The other side of the
coin was also played by obtaining messages of support for McIntyre from
the forces. Local newspapers published greetings telegrams from wounded
officers and men: "I fervently hope that the electorate of
Motherwell and Wishaw will return you as their Member of Parliament and
thus take the initial steps in arresting the decline of our
nation." David Reekie, Argyll’s (51st). Others were more
succinct: "Power to you elbow". J H Beaton, RAC. "Wishing
you all success". J McLaren, Black Watch. These are a few of the
expressions of support received by Robert.
There can be no doubt
that the SNP mounted a formidable campaign with McAuslan travelling to
and from his offices in Glasgow and keeping control of the
administration and finance and McIntyre, aided by Scanlon and a host of
speakers and supporters, carrying on the direct attack on Labour. While
the campaign moved forward with appropriate momentum, it would have been
too much to expect that all would be completely smooth. No election
campaign is and there were strong personalities around, and nothing
tests the strength of character of individuals more than a by-election
campaign.
Robert McIntyre is a
supreme one-to-one campaigner who knows his own mind and "gangs his
ain gait". He is patient in analysis and investigation and
tenacious in pursuing his objectives. But, once he had made up his mind
on the methods to be adopted, he is difficult to shift.
McLauslan’s background
of business and attention to detail can be seen in his approach and
methods.
He still has in his
possession when I spoke to him at his home in Garelochhead a file on the
by-election containing, amongst other important notes, receipts for
election expenses of bills for advertising for magnificent sums like £3
.8s etc. More importantly, the file also contains details of his
administrative procedures with an extensive and detailed account of jobs
to be done. These are a credit to any election agent and especially
impressive for one who was having a first "go" at the task.
Although the different
skills possessed by McIntyre and McAuslan balanced, the movement towards
equilibrium clearly brought occasional friction, but the general
atmosphere was conducive to a happy and successful campaign with the
fire and aggression directed on the Labour Party and the Government of
the day.
An issue which brought
considerable hostility from the SNP was the fact that Scottish women,
may from Lanarkshire and the Motherwell area, had been
"conscripted" to undertake munitions work in England. Although
only two parties contested the by-election, there was a third party
intervention in the shape of the Communist Party in support of Labour.

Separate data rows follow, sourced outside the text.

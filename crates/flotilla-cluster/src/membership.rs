//! Membership abstraction — the capability every cluster view shares.
//!
//! A `Cluster` answers "who is out there" (`members`) and "who owns this
//! key" (`get`, `get_n`). Ownership is rendezvous hashing over the live
//! members, so any two nodes with the same view agree on owners without
//! talking to each other.

use std::net::SocketAddr;
use std::sync::Arc;

use async_trait::async_trait;
use serde::{Deserialize, Serialize};
use tokio::sync::broadcast::{self, error::RecvError};
use tracing::debug;

use flotilla_core::{DeployEvent, Peer};

use crate::error::ClusterResult;
use crate::gossip::{GossipEvent, peer_from_node};
use crate::rendezvous;

#[async_trait]
pub trait Cluster: Send + Sync {
    /// This node.
    fn local(&self) -> Peer;

    fn local_addr(&self) -> SocketAddr {
        self.local().addr
    }

    /// Snapshot of every known peer, departed ones flagged. No ordering.
    fn members(&self) -> Vec<Peer>;

    /// The live peer responsible for `key`.
    fn get(&self, key: &[u8]) -> Option<Peer> {
        let live = live_members(self.members());
        rendezvous::max(key, &live).cloned()
    }

    /// Up to `n` live peers, most responsible first.
    fn get_n(&self, n: usize, key: &[u8]) -> Vec<Peer> {
        let live = live_members(self.members());
        rendezvous::max_n(n, key, &live).into_iter().cloned().collect()
    }

    /// Leave the cluster. Idempotent.
    async fn shutdown(&self) -> ClusterResult<()>;
}

#[async_trait]
impl<C: Cluster + ?Sized> Cluster for Arc<C> {
    fn local(&self) -> Peer {
        (**self).local()
    }

    fn local_addr(&self) -> SocketAddr {
        (**self).local_addr()
    }

    fn members(&self) -> Vec<Peer> {
        (**self).members()
    }

    fn get(&self, key: &[u8]) -> Option<Peer> {
        (**self).get(key)
    }

    fn get_n(&self, n: usize, key: &[u8]) -> Vec<Peer> {
        (**self).get_n(n, key)
    }

    async fn shutdown(&self) -> ClusterResult<()> {
        (**self).shutdown().await
    }
}

fn live_members(members: Vec<Peer>) -> Vec<Peer> {
    members.into_iter().filter(Peer::is_alive).collect()
}

/// Payloads Flotilla exchanges over gossip broadcasts.
#[derive(Debug, Clone, PartialEq, Eq, Serialize, Deserialize)]
#[serde(tag = "type", rename_all = "snake_case")]
pub enum ClusterMessage {
    Deploy(DeployEvent),
}

/// Decoded membership and deploy notifications.
#[derive(Debug, Clone, PartialEq, Eq)]
pub enum ClusterEvent {
    Joined(Peer),
    Updated(Peer),
    Left(Peer),
    Deploy(DeployEvent),
    /// The receiver fell behind and missed this many events.
    Lagged(u64),
}

/// Anything that can open a fresh `EventStream`.
pub trait EventSource: Send + Sync {
    fn events(&self) -> EventStream;
}

impl<S: EventSource + ?Sized> EventSource for Arc<S> {
    fn events(&self) -> EventStream {
        (**self).events()
    }
}

/// Stream of `ClusterEvent`s decoded from a gossip subscription.
pub struct EventStream {
    rx: broadcast::Receiver<GossipEvent>,
}

impl EventStream {
    pub fn new(rx: broadcast::Receiver<GossipEvent>) -> Self {
        Self { rx }
    }

    /// Next event, or `None` once the gossip engine is gone.
    pub async fn recv(&mut self) -> Option<ClusterEvent> {
        loop {
            match self.rx.recv().await {
                Ok(GossipEvent::Joined(node)) => return Some(ClusterEvent::Joined(peer_from_node(&node))),
                Ok(GossipEvent::Updated(node)) => return Some(ClusterEvent::Updated(peer_from_node(&node))),
                Ok(GossipEvent::Left(node)) => return Some(ClusterEvent::Left(peer_from_node(&node))),
                Ok(GossipEvent::Message(payload)) => {
                    match serde_json::from_slice::<ClusterMessage>(&payload) {
                        Ok(ClusterMessage::Deploy(event)) => return Some(ClusterEvent::Deploy(event)),
                        Err(e) => {
                            debug!(error = %e, bytes = payload.len(), "ignoring undecodable cluster message");
                        }
                    }
                }
                Err(RecvError::Lagged(missed)) => return Some(ClusterEvent::Lagged(missed)),
                Err(RecvError::Closed) => return None,
            }
        }
    }
}
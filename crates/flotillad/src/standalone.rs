//! Standalone mode — a whole fleet inside one process.
//!
//! 1. Register every node on an in-memory gossip network and bootstrap it
//! 2. Give each node a coordinator that announces stages over gossip
//! 3. Roll the archive out from the first node
//! 4. Leave the cluster, followers first

use std::net::SocketAddr;
use std::sync::Arc;
use std::time::Duration;

use anyhow::Context;
use tokio::sync::watch;
use tracing::{info, warn};

use flotilla_cluster::{Bootstrap, CachedCluster, Cluster, LiveCluster, MemoryNetwork, StaticPeers};
use flotilla_core::{Archive, DeployRecord, FlotillaConfig, Location, PeerFlags};
use flotilla_rollout::{
    Coordinator, Filter, LocalRemote, Monitor, Observer, Rollout, RolloutSummary, deploy_event,
};

use crate::simulate::SimulatedDeployer;

const SIMULATED_DELAY: std::ops::Range<Duration> = Duration::from_millis(50)..Duration::from_millis(400);

/// Run a rollout of `location` across `fleet` in-process nodes.
pub async fn run_standalone(
    config: &FlotillaConfig,
    location: &str,
    fleet: u16,
    only: Option<&str>,
    fail_rate: f64,
) -> anyhow::Result<RolloutSummary> {
    let location = Location::parse(location)?;
    let options = config.deploy_options()?;
    info!(node = %config.node.name, fleet, %location, "Flotilla daemon starting in standalone mode");

    // ── Membership ──────────────────────────────────────────────

    let net = MemoryNetwork::new();
    let leader_addr = config.node.bind;
    let mut nodes: Vec<Arc<LiveCluster>> = Vec::with_capacity(usize::from(fleet));
    let mut remote = LocalRemote::new();

    for index in 0..fleet.max(1) {
        let (name, addr) = node_identity(config, index);
        let gossip = net.register(&name, addr, PeerFlags::DEPLOYER);

        let bootstrap = if index == 0 {
            Bootstrap::new()
                .with_strategy(StaticPeers(config.seeds().to_vec()))
                .with_attempts(config.join_attempts())
                .with_backoff(config.join_backoff()?)
                .single_node(config.single_node_enabled())
        } else {
            Bootstrap::new()
                .with_strategy(StaticPeers(vec![leader_addr]))
                .with_attempts(config.join_attempts())
                .with_backoff(config.join_backoff()?)
        };
        let joined = bootstrap
            .run(&gossip)
            .await
            .with_context(|| format!("bootstrapping {name}"))?;
        info!(node = %name, %addr, joined, "node up");

        let live = Arc::new(LiveCluster::new(Arc::new(gossip)));

        // ── Coordinator ─────────────────────────────────────────
        let announcer = live.clone();
        let node = name.clone();
        let observer: Observer = Arc::new(move |record: &DeployRecord| {
            if let Err(e) = announcer.publish(&deploy_event(&node, record)) {
                warn!(node = %node, error = %e, "failed to announce deploy stage");
            }
        });
        let deployer = Arc::new(SimulatedDeployer::new(name.clone(), SIMULATED_DELAY, fail_rate));
        remote.insert(Arc::new(Coordinator::with_observer(name, deployer, observer)));

        nodes.push(live);
    }

    let leader = nodes[0].clone();
    let view = CachedCluster::with_ttl(leader.clone(), config.cache_ttl()?);
    info!(members = view.members().len(), "fleet formed");

    // ── Rollout ─────────────────────────────────────────────────

    let mut rollout = Rollout::new(
        Arc::new(remote),
        Monitor::new(Arc::from(config.tick_backoff()?)).with_events(leader.clone()),
    );
    if let Some(pattern) = only {
        rollout = rollout.with_filter(Filter::name(pattern).context("invalid --only pattern")?);
    }

    let (cancel_tx, cancel_rx) = watch::channel(false);
    tokio::spawn(async move {
        if tokio::signal::ctrl_c().await.is_ok() {
            info!("shutdown signal received, cancelling rollout");
            let _ = cancel_tx.send(true);
        }
    });

    let archive = Archive::new(config.node.name.clone(), location, leader.local());
    let result = rollout.deploy(&view, &archive, &options, cancel_rx).await;

    // ── Shutdown ────────────────────────────────────────────────

    for node in nodes.iter().skip(1).rev() {
        if let Err(e) = node.shutdown().await {
            warn!(node = %node.local().name, error = %e, "leave failed");
        }
    }
    view.shutdown().await?;

    info!("Flotilla daemon stopped");
    Ok(result?)
}

/// Name and address of the `index`th in-process node. Node zero is the one
/// from the config; the rest take consecutive ports after it.
fn node_identity(config: &FlotillaConfig, index: u16) -> (String, SocketAddr) {
    if index == 0 {
        return (config.node.name.clone(), config.node.bind);
    }
    let bind = config.node.bind;
    let addr = SocketAddr::new(bind.ip(), bind.port().wrapping_add(index));
    (format!("{}-{}", config.node.name, index + 1), addr)
}
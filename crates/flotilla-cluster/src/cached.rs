//! Cached membership — memoizes another view for a short TTL.
//!
//! Gossip membership tables are cheap to read once but rollouts and
//! ownership queries read them in tight loops. `Memo` keeps the last fetch
//! and refreshes it at most once per TTL window, however many callers race
//! on the expiry.

use std::sync::{PoisonError, RwLock};
use std::time::{Duration, Instant};

use async_trait::async_trait;
use tracing::debug;

use flotilla_core::Peer;

use crate::error::ClusterResult;
use crate::membership::Cluster;

pub const DEFAULT_TTL: Duration = Duration::from_secs(1);

/// A value refreshed at most once per `ttl`.
pub struct Memo<T> {
    ttl: Duration,
    slot: RwLock<Option<(Instant, T)>>,
}

impl<T: Clone> Memo<T> {
    pub fn new(ttl: Duration) -> Self {
        Self {
            ttl,
            slot: RwLock::new(None),
        }
    }

    /// Return the cached value, calling `fetch` if it has expired.
    ///
    /// Readers share the lock while the value is fresh. On expiry one caller
    /// takes the write lock and re-checks before fetching, so callers that
    /// queued behind it reuse its result instead of fetching again.
    pub fn get_or_refresh(&self, fetch: impl FnOnce() -> T) -> T {
        {
            let slot = self.slot.read().unwrap_or_else(PoisonError::into_inner);
            if let Some(value) = self.fresh(&slot) {
                return value;
            }
        }

        let mut slot = self.slot.write().unwrap_or_else(PoisonError::into_inner);
        if let Some(value) = self.fresh(&slot) {
            return value;
        }
        let value = fetch();
        *slot = Some((Instant::now(), value.clone()));
        value
    }

    /// Drop the cached value so the next read refetches.
    pub fn invalidate(&self) {
        *self.slot.write().unwrap_or_else(PoisonError::into_inner) = None;
    }

    fn fresh(&self, slot: &Option<(Instant, T)>) -> Option<T> {
        match slot {
            Some((fetched_at, value)) if fetched_at.elapsed() < self.ttl => Some(value.clone()),
            _ => None,
        }
    }
}

/// Wraps any `Cluster`, caching its member list.
pub struct CachedCluster<C> {
    inner: C,
    members: Memo<Vec<Peer>>,
}

impl<C: Cluster> CachedCluster<C> {
    pub fn new(inner: C) -> Self {
        Self::with_ttl(inner, DEFAULT_TTL)
    }

    pub fn with_ttl(inner: C, ttl: Duration) -> Self {
        Self {
            inner,
            members: Memo::new(ttl),
        }
    }

    pub fn inner(&self) -> &C {
        &self.inner
    }

    pub fn invalidate(&self) {
        self.members.invalidate();
    }
}

#[async_trait]
impl<C: Cluster> Cluster for CachedCluster<C> {
    fn local(&self) -> Peer {
        self.inner.local()
    }

    fn members(&self) -> Vec<Peer> {
        self.members.get_or_refresh(|| {
            let members = self.inner.members();
            debug!(count = members.len(), "refreshed cached membership");
            members
        })
    }

    async fn shutdown(&self) -> ClusterResult<()> {
        self.invalidate();
        self.inner.shutdown().await
    }
}

#[cfg(test)]
mod tests {
    use super::*;
    use crate::fixed::StaticCluster;
    use std::net::SocketAddr;
    use std::sync::Barrier;
    use std::sync::atomic::{AtomicUsize, Ordering};

    /// Counts how often the wrapped view is actually read.
    struct Counting {
        inner: StaticCluster,
        fetches: AtomicUsize,
    }

    #[async_trait]
    impl Cluster for Counting {
        fn local(&self) -> Peer {
            self.inner.local()
        }

        fn members(&self) -> Vec<Peer> {
            self.fetches.fetch_add(1, Ordering::SeqCst);
            // Widen the race window for concurrent callers.
            std::thread::sleep(Duration::from_millis(5));
            self.inner.members()
        }

        async fn shutdown(&self) -> ClusterResult<()> {
            Ok(())
        }
    }

    fn counting() -> Counting {
        let peers: Vec<Peer> = (1..=3)
            .map(|i| Peer::new(format!("node-{i}"), SocketAddr::from(([10, 0, 0, i], 7946))))
            .collect();
        Counting {
            inner: StaticCluster::new(peers[0].clone(), peers),
            fetches: AtomicUsize::new(0),
        }
    }

    #[test]
    fn concurrent_reads_fetch_once_per_window() {
        let cached = CachedCluster::with_ttl(counting(), Duration::from_secs(60));
        let barrier = Barrier::new(16);

        std::thread::scope(|s| {
            for _ in 0..16 {
                s.spawn(|| {
                    barrier.wait();
                    assert_eq!(cached.members().len(), 3);
                });
            }
        });

        assert_eq!(cached.inner().fetches.load(Ordering::SeqCst), 1);
    }

    #[test]
    fn expiry_triggers_refetch() {
        let cached = CachedCluster::with_ttl(counting(), Duration::from_millis(30));

        for _ in 0..3 {
            cached.members();
            cached.members();
            std::thread::sleep(Duration::from_millis(45));
        }

        assert_eq!(cached.inner().fetches.load(Ordering::SeqCst), 3);
    }

    #[test]
    fn ownership_queries_use_the_cache() {
        let cached = CachedCluster::with_ttl(counting(), Duration::from_secs(60));
        let owner = cached.get(b"key").unwrap();
        assert_eq!(cached.get_n(1, b"key"), vec![owner]);
        assert_eq!(cached.inner().fetches.load(Ordering::SeqCst), 1);
    }

    #[tokio::test]
    async fn shutdown_invalidates() {
        let cached = CachedCluster::with_ttl(counting(), Duration::from_secs(60));
        cached.members();
        cached.shutdown().await.unwrap();
        cached.members();
        assert_eq!(cached.inner().fetches.load(Ordering::SeqCst), 2);
    }

    #[test]
    fn memo_reuses_value_inside_ttl() {
        let memo = Memo::new(Duration::from_secs(60));
        assert_eq!(memo.get_or_refresh(|| 1), 1);
        assert_eq!(memo.get_or_refresh(|| 2), 1);
        memo.invalidate();
        assert_eq!(memo.get_or_refresh(|| 3), 3);
    }
}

They issued an "Election Special" price 2d to urge the
electorate to vote Labour and "build up the unity of Labour and
progressive forces to go forward in 1945 to victory in war and
peace". Their view was, "It is because of the intelligence of
the majority of the Motherwell electors and their ability to distinguish
between serious politics and political buffoonery, it is extremely
unlikely that the Nationalist Candidate will save his £150 to divide
the Labour Movement in any other constituency".
Despite such opposition
and attempts to confuse the issue, Robert McIntyre achieved a victory
which some, even those most close to him, seem to have doubted was
possible.
The result, declared on April 13th 1945, was:
Dr Robert McIntyre (Scottish National Party) 11,417
Alex Anderson (Labour) 10,600
Majority 617
Thus, Dr Robert Douglas
McIntyre had written his name in history on the basis of a by-election
campaign, which had marshalled the resources of an extremely able
candidate, with a battery of supporting speakers on platforms and at
meetings over a six week period. The speakers included such
personalities as Oliver Brown, Arthur Donaldson, Douglas Young, Duncan
MacRae, Hugh McDiarmid and the MP’s father, the Rev John E McIntyre,
who had returned to Motherwell for the fray.
But even making the
necessary substantial allowances for the excellence of the supporting
team and organisation, the conclusion is pressed on us that Robert
McIntyre more than caught the mood of the times and that in a lengthy
campaign of six weeks he was able to get close to the electorate and, by
the impact of his personality and ability patiently to persuade, he
convinced the electorate of Motherwell and Wishaw that he was their man.